THE DATA Block Start

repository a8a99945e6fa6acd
pub mod config;
pub mod error;
pub mod types;
pub mod vfs;

pub use config::*;
pub use error::*;
pub use types::*;
pub use vfs::*;
use crate::{AppConfig, FoldCmpError};
use directories::ProjectDirs;
use std::fs;
use std::path::{Path, PathBuf};

const CONFIG_FILE_NAME: &str = "foldcmp.toml";

/// A configuration as read from disk, with where it came from
#[derive(Debug, Clone)]
pub struct LoadedConfig {
    pub config: AppConfig,
    pub path: PathBuf,
    /// False when `config` holds defaults because nothing was on disk yet
    pub exists: bool,
    pub portable: bool,
}

/// Where the configuration file lives.
///
/// A file next to the executable wins when it already exists or when
/// portable mode is asked for; otherwise the per-user config directory.
#[derive(Debug, Clone, PartialEq, Eq)]
struct ConfigLocation {
    file: PathBuf,
    portable: bool,
}

impl ConfigLocation {
    fn discover(prefer_portable: bool) -> Result<Self, FoldCmpError> {
        let beside_exe = std::env::current_exe()
            .ok()
            .and_then(|exe| exe.parent().map(|dir| dir.join(CONFIG_FILE_NAME)));

        match beside_exe {
            Some(file) if prefer_portable || file.is_file() => Ok(Self {
                file,
                portable: true,
            }),
            _ => Self::per_user(),
        }
    }

    fn per_user() -> Result<Self, FoldCmpError> {
        let dirs = ProjectDirs::from("", "foldcmp", "foldcmp").ok_or_else(|| {
            FoldCmpError::Config("No per-user config directory on this platform".to_string())
        })?;
        Ok(Self {
            file: dirs.config_dir().join(CONFIG_FILE_NAME),
            portable: false,
        })
    }

    fn read(self) -> Result<LoadedConfig, FoldCmpError> {
        let stored = match fs::read_to_string(&self.file) {
            Ok(text) => Some(parse_config(&text)?),
            Err(e) if e.kind() == std::io::ErrorKind::NotFound => None,
            Err(e) => return Err(e.into()),
        };

        let exists = stored.is_some();
        let mut config = stored.unwrap_or_default();
        config.portable_mode = self.portable;

        Ok(LoadedConfig {
            config,
            path: self.file,
            exists,
            portable: self.portable,
        })
    }
}

fn parse_config(text: &str) -> Result<AppConfig, FoldCmpError> {
    let config: AppConfig =
        toml::from_str(text).map_err(|e| FoldCmpError::Serialization(e.to_string()))?;

    if config.worker_multiplier == 0 {
        return Err(FoldCmpError::Config(
            "worker_multiplier must be at least 1".to_string(),
        ));
    }
    Ok(config)
}

/// Read the active configuration, falling back to defaults when no file exists
pub fn load_config(prefer_portable: bool) -> Result<LoadedConfig, FoldCmpError> {
    ConfigLocation::discover(prefer_portable)?.read()
}

/// Same as [`load_config`] for a known file
pub fn load_config_from(path: &Path, portable: bool) -> Result<LoadedConfig, FoldCmpError> {
    ConfigLocation {
        file: path.to_path_buf(),
        portable,
    }
    .read()
}

/// Like [`load_config`], but writes the defaults out when no file exists yet
pub fn ensure_config(prefer_portable: bool) -> Result<LoadedConfig, FoldCmpError> {
    let loaded = load_config(prefer_portable)?;
    if !loaded.exists {
        save_config(&loaded.path, &loaded.config)?;
    }
    Ok(loaded)
}

pub fn save_config(path: &Path, config: &AppConfig) -> Result<(), FoldCmpError> {
    let text = toml::to_string_pretty(config)
        .map_err(|e| FoldCmpError::Serialization(e.to_string()))?;

    if let Some(dir) = path.parent().filter(|dir| !dir.as_os_str().is_empty()) {
        fs::create_dir_all(dir)?;
    }
    fs::write(path, text)?;
    Ok(())
}

#[cfg(test)]
mod tests {
    use super::*;
    use crate::UnreadablePolicy;
    use tempfile::TempDir;

    #[test]
    fn test_missing_config_yields_defaults() {
        let temp = TempDir::new().unwrap();
        let loaded = load_config_from(&temp.path().join(CONFIG_FILE_NAME), false).unwrap();

        assert!(!loaded.exists);
        assert!(!loaded.config.portable_mode);
        assert!(loaded.config.verify_content);
        assert!(loaded.config.ignore_patterns.is_empty());
    }

    #[test]
    fn test_save_then_load_config() {
        let temp = TempDir::new().unwrap();
        let path = temp.path().join("nested").join(CONFIG_FILE_NAME);

        let mut config = AppConfig::default();
        config.ignore_patterns = vec!["*.tmp".to_string()];
        config.unreadable_policy = UnreadablePolicy::TreatAsMismatch;
        config.workers = Some(4);
        save_config(&path, &config).unwrap();

        let loaded = load_config_from(&path, true).unwrap();
        assert!(loaded.exists);
        assert!(loaded.portable);
        assert!(loaded.config.portable_mode);
        assert_eq!(loaded.path, path);
        assert_eq!(loaded.config.ignore_patterns, vec!["*.tmp".to_string()]);
        assert_eq!(loaded.config.unreadable_policy, UnreadablePolicy::TreatAsMismatch);
        assert_eq!(loaded.config.workers, Some(4));
    }

    #[test]
    fn test_invalid_config_is_serialization_error() {
        let temp = TempDir::new().unwrap();
        let path = temp.path().join(CONFIG_FILE_NAME);
        fs::write(&path, "verify_content = \"maybe\"").unwrap();

        let err = load_config_from(&path, false).unwrap_err();
        assert!(matches!(err, FoldCmpError::Serialization(_)));
    }

    #[test]
    fn test_zero_worker_multiplier_is_rejected() {
        let temp = TempDir::new().unwrap();
        let path = temp.path().join(CONFIG_FILE_NAME);
        fs::write(&path, "worker_multiplier = 0\n").unwrap();

        let err = load_config_from(&path, false).unwrap_err();
        assert!(matches!(err, FoldCmpError::Config(_)));
    }

    #[test]
    fn test_config_path_is_a_directory() {
        let temp = TempDir::new().unwrap();
        let err = load_config_from(temp.path(), false).unwrap_err();
        assert!(matches!(err, FoldCmpError::Io(_)));
    }
}
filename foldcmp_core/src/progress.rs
use foldcmp_common::ComparisonEvent;

/// Receives comparison events as they happen.
///
/// Called from verification workers while the progress lock is held, so
/// implementations should return quickly.
pub trait ProgressSink: Send + Sync {
    fn on_event(&self, event: &ComparisonEvent);
}

impl<F> ProgressSink for F
where
    F: Fn(&ComparisonEvent) + Send + Sync,
{
    fn on_event(&self, event: &ComparisonEvent) {
        self(event)
    }
}

/// Discards every event
#[derive(Debug, Default, Clone, Copy)]
pub struct NoopSink;

impl ProgressSink for NoopSink {
    fn on_event(&self, _event: &ComparisonEvent) {}
}
use serde::{Deserialize, Serialize};
use std::fmt;
use std::path::{Component, Path, PathBuf};

/// A path relative to a comparison root.
///
/// Keeps the native form used to reach the entry on disk next to a
/// `/`-separated display form. Names that are not valid UTF-8 are displayed
/// lossily but still resolve to the original bytes. The empty path denotes
/// the root itself.
#[derive(Debug, Clone, Default, PartialEq, Eq, Hash, PartialOrd, Ord, Serialize, Deserialize)]
#[serde(into = "String", from = "String")]
pub struct RelativePath {
    display: String,
    native: PathBuf,
}

impl RelativePath {
    /// The comparison root (empty relative path)
    pub fn root() -> Self {
        Self::default()
    }

    /// Normalize a textual path: `\` becomes `/`, empty and `.` segments are dropped
    pub fn new(path: impl AsRef<str>) -> Self {
        let normalized = path.as_ref().replace('\\', "/");
        let segments: Vec<&str> = normalized
            .split('/')
            .filter(|segment| !segment.is_empty() && *segment != ".")
            .collect();
        Self {
            display: segments.join("/"),
            native: segments.iter().collect(),
        }
    }

    /// Build from a native relative path, keeping only its normal components
    pub fn from_path(path: &Path) -> Self {
        let mut native = PathBuf::new();
        let mut segments = Vec::new();
        for component in path.components() {
            match component {
                Component::Normal(name) => {
                    native.push(name);
                    segments.push(name.to_string_lossy());
                }
                Component::ParentDir => {
                    native.push("..");
                    segments.push("..".into());
                }
                _ => {}
            }
        }
        Self {
            display: segments.join("/"),
            native,
        }
    }

    pub fn as_str(&self) -> &str {
        &self.display
    }

    pub fn is_root(&self) -> bool {
        self.display.is_empty()
    }

    pub fn segments(&self) -> impl Iterator<Item = &str> {
        self.display.split('/').filter(|segment| !segment.is_empty())
    }

    /// Component-wise prefix test: `a/b/c` starts with `a/b`, `a/bc` does not
    pub fn starts_with(&self, ancestor: &RelativePath) -> bool {
        self.native.starts_with(&ancestor.native)
    }

    pub fn as_path(&self) -> &Path {
        &self.native
    }

}

impl fmt::Display for RelativePath {
    fn fmt(&self, f: &mut fmt::Formatter<'_>) -> fmt::Result {
        f.write_str(&self.display)
    }
}

impl From<&str> for RelativePath {
    fn from(path: &str) -> Self {
        Self::new(path)
    }
}

impl From<String> for RelativePath {
    fn from(path: String) -> Self {
        Self::new(path)
    }
}

impl From<RelativePath> for String {
    fn from(path: RelativePath) -> Self {
        path.display
    }
}

/// One of the two comparison roots
#[derive(Debug, Clone, Copy, PartialEq, Eq, Hash, Serialize, Deserialize)]
#[serde(rename_all = "snake_case")]
pub enum Side {
    /// root1
    Left,
    /// root2
    Right,
}

impl Side {
    pub fn other(self) -> Self {
        match self {
            Side::Left => Side::Right,
            Side::Right => Side::Left,
        }
    }
}

impl fmt::Display for Side {
    fn fmt(&self, f: &mut fmt::Formatter<'_>) -> fmt::Result {
        match self {
            Side::Left => f.write_str("left"),
            Side::Right => f.write_str("right"),
        }
    }
}

/// Directional result of the two walk passes.
///
/// The four `missing_*` lists are disjoint, and no entry has an ancestor in
/// `missing_subtrees_on_*`: a missing directory is reported once, never its
/// contents.
#[derive(Debug, Clone, Default, PartialEq, Eq, Serialize, Deserialize)]
pub struct DiffReport {
    /// Directories under the right root that are absent under the left root
    pub missing_subtrees_on_left: Vec<RelativePath>,
    /// Files under the right root that are absent under the left root
    pub missing_files_on_left: Vec<RelativePath>,
    /// Directories under the left root that are absent under the right root
    pub missing_subtrees_on_right: Vec<RelativePath>,
    /// Files under the left root that are absent under the right root
    pub missing_files_on_right: Vec<RelativePath>,
    /// Paths that are a file on one side and a directory on the other
    pub kind_conflicts: Vec<RelativePath>,
}

impl DiffReport {
    pub fn missing_subtrees_on(&self, side: Side) -> &[RelativePath] {
        match side {
            Side::Left => &self.missing_subtrees_on_left,
            Side::Right => &self.missing_subtrees_on_right,
        }
    }

    pub fn missing_files_on(&self, side: Side) -> &[RelativePath] {
        match side {
            Side::Left => &self.missing_files_on_left,
            Side::Right => &self.missing_files_on_right,
        }
    }

    pub fn missing_count(&self, side: Side) -> usize {
        self.missing_subtrees_on(side).len() + self.missing_files_on(side).len()
    }

    pub fn is_empty(&self) -> bool {
        self.missing_count(Side::Left) == 0
            && self.missing_count(Side::Right) == 0
            && self.kind_conflicts.is_empty()
    }
}

/// SHA-256 hash value (32 bytes)
#[derive(Debug, Clone, Copy, PartialEq, Eq, Hash, Serialize, Deserialize)]
pub struct Sha256Hash(pub [u8; 32]);

impl Sha256Hash {
    pub fn to_hex(&self) -> String {
        hex::encode(self.0)
    }
}

impl From<sha2::digest::Output<sha2::Sha256>> for Sha256Hash {
    fn from(output: sha2::digest::Output<sha2::Sha256>) -> Self {
        let mut bytes = [0u8; 32];
        bytes.copy_from_slice(output.as_slice());
        Self(bytes)
    }
}

/// Content digest of one side of a common path.
///
/// `Unreadable` is the sentinel for a path that is missing, not a regular
/// file, or failed while being read. Its hex form is the empty string.
#[derive(Debug, Clone, Copy, PartialEq, Eq, Hash, Serialize)]
#[serde(into = "String")]
pub enum ContentDigest {
    Sha256(Sha256Hash),
    Unreadable,
}

impl ContentDigest {
    pub fn is_unreadable(&self) -> bool {
        matches!(self, ContentDigest::Unreadable)
    }

    /// Lowercase hex digest, empty for the unreadable sentinel
    pub fn to_hex(&self) -> String {
        match self {
            ContentDigest::Sha256(hash) => hash.to_hex(),
            ContentDigest::Unreadable => String::new(),
        }
    }
}

impl From<ContentDigest> for String {
    fn from(digest: ContentDigest) -> Self {
        digest.to_hex()
    }
}

/// How two unreadable sides of a common path are judged
#[derive(Debug, Clone, Copy, Default, PartialEq, Eq, Serialize, Deserialize)]
#[serde(rename_all = "snake_case")]
pub enum UnreadablePolicy {
    /// Both sides unreadable compare equal
    #[default]
    TreatAsEqual,
    /// Both sides unreadable are reported as a mismatch
    TreatAsMismatch,
}

impl UnreadablePolicy {
    pub fn is_mismatch(&self, left: &ContentDigest, right: &ContentDigest) -> bool {
        match (left, right) {
            (ContentDigest::Unreadable, ContentDigest::Unreadable) => {
                *self == UnreadablePolicy::TreatAsMismatch
            }
            _ => left != right,
        }
    }
}

/// A common path whose two digests disagree
#[derive(Debug, Clone, PartialEq, Eq, Serialize)]
pub struct Mismatch {
    pub path: RelativePath,
    pub left: ContentDigest,
    pub right: ContentDigest,
}

impl Mismatch {
    /// True when at least one side could not be hashed
    pub fn involves_unreadable(&self) -> bool {
        self.left.is_unreadable() || self.right.is_unreadable()
    }
}

/// Mismatching common paths, in completion order
#[derive(Debug, Clone, Default, PartialEq, Eq, Serialize)]
#[serde(transparent)]
pub struct MismatchSet(pub Vec<Mismatch>);

impl MismatchSet {
    pub fn len(&self) -> usize {
        self.0.len()
    }

    pub fn is_empty(&self) -> bool {
        self.0.is_empty()
    }

    pub fn iter(&self) -> std::slice::Iter<'_, Mismatch> {
        self.0.iter()
    }

    /// Mismatching paths sorted lexicographically
    pub fn sorted_paths(&self) -> Vec<RelativePath> {
        let mut paths: Vec<RelativePath> = self.0.iter().map(|m| m.path.clone()).collect();
        paths.sort();
        paths
    }
}

/// Events emitted while a comparison runs
#[derive(Debug, Clone, PartialEq, Eq)]
pub enum ComparisonEvent {
    /// A walk pass started reading `source` and probing `other` (VFS instance ids)
    PassStarted { source: String, other: String },
    /// A walk pass finished; counts are entries missing on `missing_on`
    PassFinished {
        missing_on: Side,
        subtrees: usize,
        files: usize,
    },
    VerifyStarted { total: usize },
    VerifyProgress { completed: usize, total: usize },
    VerifyFinished { mismatches: usize },
}

/// Represents a directory entry listed by a VFS
#[derive(Debug, Clone, Serialize, Deserialize)]
pub struct FileEntry {
    pub path: PathBuf,
    pub size: u64,
    pub is_dir: bool,
    pub is_symlink: bool,
}

/// Metadata for a file or directory
#[derive(Debug, Clone, Serialize, Deserialize)]
pub struct FileMetadata {
    pub size: u64,
    pub is_dir: bool,
    pub is_file: bool,
}

fn default_true() -> bool {
    true
}

fn default_worker_multiplier() -> usize {
    2
}

/// Application configuration
#[derive(Debug, Clone, Serialize, Deserialize)]
pub struct AppConfig {
    /// Ignore patterns (e.g., "*.o", "node_modules/")
    #[serde(default)]
    pub ignore_patterns: Vec<String>,

    /// Whether to descend into symlinked directories.
    ///
    /// When false, a symlinked directory is skipped on the side where it is a
    /// link. Files beneath it are neither reported missing nor content-checked,
    /// even if the other root holds a real directory at the same path.
    #[serde(default)]
    pub follow_symlinks: bool,

    /// Whether to run the digest verification pass over common files
    #[serde(default = "default_true")]
    pub verify_content: bool,

    /// How two unreadable sides of a common file are judged
    #[serde(default)]
    pub unreadable_policy: UnreadablePolicy,

    /// Worker pool size as a multiple of available cores
    #[serde(default = "default_worker_multiplier")]
    pub worker_multiplier: usize,

    /// Fixed worker pool size, overrides `worker_multiplier`
    #[serde(default)]
    pub workers: Option<usize>,

    /// Directory HTML reports are written to (temp files when unset)
    #[serde(default)]
    pub report_dir: Option<PathBuf>,

    /// Enable portable mode (config alongside binary)
    #[serde(default)]
    pub portable_mode: bool,
}

impl Default for AppConfig {
    fn default() -> Self {
        Self {
            ignore_patterns: Vec::new(),
            follow_symlinks: false,
            verify_content: true,
            unreadable_policy: UnreadablePolicy::default(),
            worker_multiplier: default_worker_multiplier(),
            workers: None,
            report_dir: None,
            portable_mode: false,
        }
    }
}

impl AppConfig {
    /// Verification pool size: explicit `workers`, else multiplier × available cores
    pub fn worker_count(&self) -> usize {
        if let Some(workers) = self.workers {
            return workers.max(1);
        }
        let cores = std::thread::available_parallelism()
            .map(|n| n.get())
            .unwrap_or(1);
        (cores * self.worker_multiplier).max(1)
    }
}

#[cfg(test)]
mod tests {
    use super::*;

    #[test]
    fn test_relative_path_normalization() {
        assert_eq!(RelativePath::new("a\\b\\c.txt").as_str(), "a/b/c.txt");
        assert_eq!(RelativePath::new("./a//b/").as_str(), "a/b");
        assert!(RelativePath::new("").is_root());
        assert_eq!(RelativePath::from_path(Path::new("a/b/c.txt")).as_str(), "a/b/c.txt");
    }

    #[test]
    fn test_relative_path_prefix() {
        let dir = RelativePath::new("a/b");
        assert!(RelativePath::new("a/b/c").starts_with(&dir));
        assert!(dir.starts_with(&dir));
        assert!(!RelativePath::new("a/bc").starts_with(&dir));
        assert!(RelativePath::new("x").starts_with(&RelativePath::root()));
        assert_eq!(dir.as_path(), PathBuf::from("a").join("b"));
    }

    #[cfg(unix)]
    #[test]
    fn test_non_utf8_name_keeps_native_bytes() {
        use std::ffi::OsStr;
        use std::os::unix::ffi::OsStrExt;

        let name = OsStr::from_bytes(b"caf\xe9.txt");
        let native = Path::new("dir").join(name);
        let relative = RelativePath::from_path(&native);

        assert_eq!(relative.as_str(), "dir/caf\u{FFFD}.txt");
        assert_eq!(relative.as_path(), native.as_path());
        assert_ne!(relative, RelativePath::new("dir/caf\u{FFFD}.txt"));
    }

    #[test]
    fn test_relative_path_serializes_as_display_string() {
        let path = RelativePath::new("a\\b.txt");
        let text = toml::to_string(&std::collections::BTreeMap::from([("p", path.clone())])).unwrap();
        assert_eq!(text.trim(), "p = \"a/b.txt\"");

        let back: std::collections::BTreeMap<String, RelativePath> = toml::from_str(&text).unwrap();
        assert_eq!(back["p"], path);
    }

    #[test]
    fn test_unreadable_policy() {
        let hash = ContentDigest::Sha256(Sha256Hash([7; 32]));
        let other = ContentDigest::Sha256(Sha256Hash([8; 32]));
        let gone = ContentDigest::Unreadable;

        let equal = UnreadablePolicy::TreatAsEqual;
        assert!(!equal.is_mismatch(&gone, &gone));
        assert!(equal.is_mismatch(&hash, &gone));
        assert!(equal.is_mismatch(&gone, &hash));
        assert!(equal.is_mismatch(&hash, &other));
        assert!(!equal.is_mismatch(&hash, &hash));

        let strict = UnreadablePolicy::TreatAsMismatch;
        assert!(strict.is_mismatch(&gone, &gone));
        assert!(!strict.is_mismatch(&hash, &hash));
    }

    #[test]
    fn test_content_digest_hex() {
        assert_eq!(ContentDigest::Unreadable.to_hex(), "");
        let hex = ContentDigest::Sha256(Sha256Hash([0xab; 32])).to_hex();
        assert_eq!(hex.len(), 64);
        assert!(hex.chars().all(|c| c == 'a' || c == 'b'));
    }

    #[test]
    fn test_diff_report_counts() {
        let report = DiffReport {
            missing_subtrees_on_right: vec![RelativePath::new("b")],
            missing_files_on_right: vec![RelativePath::new("a/z.txt")],
            ..Default::default()
        };

        assert_eq!(report.missing_count(Side::Right), 2);
        assert_eq!(report.missing_count(Side::Left), 0);
        assert_eq!(report.missing_subtrees_on(Side::Right), &[RelativePath::new("b")]);
        assert!(!report.is_empty());
        assert!(DiffReport::default().is_empty());
    }

    #[test]
    fn test_config_defaults_from_empty_toml() {
        let config: AppConfig = toml::from_str("").unwrap();
        assert!(config.verify_content);
        assert_eq!(config.worker_multiplier, 2);
        assert_eq!(config.unreadable_policy, UnreadablePolicy::TreatAsEqual);
        assert!(config.worker_count() >= 2);

        let config: AppConfig = toml::from_str("workers = 3\nunreadable_policy = \"treat_as_mismatch\"").unwrap();
        assert_eq!(config.worker_count(), 3);
        assert_eq!(config.unreadable_policy, UnreadablePolicy::TreatAsMismatch);
    }
}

THE DATA Block End

* **TASK INSTRUCTIONS**: Write out, from the lines above, only those from the line with "Files under the right" to the line with "Files under the left", exactly as given, including the first and the last.

* **TASK RESULT**:
    /// Files under the right root that are absent under the left root
    pub missing_files_on_left: Vec<RelativePath>,
    /// Directories under the left root that are absent under the right root
    pub missing_subtrees_on_right: Vec<RelativePath>,
    /// Files under the left root that are absent under the right root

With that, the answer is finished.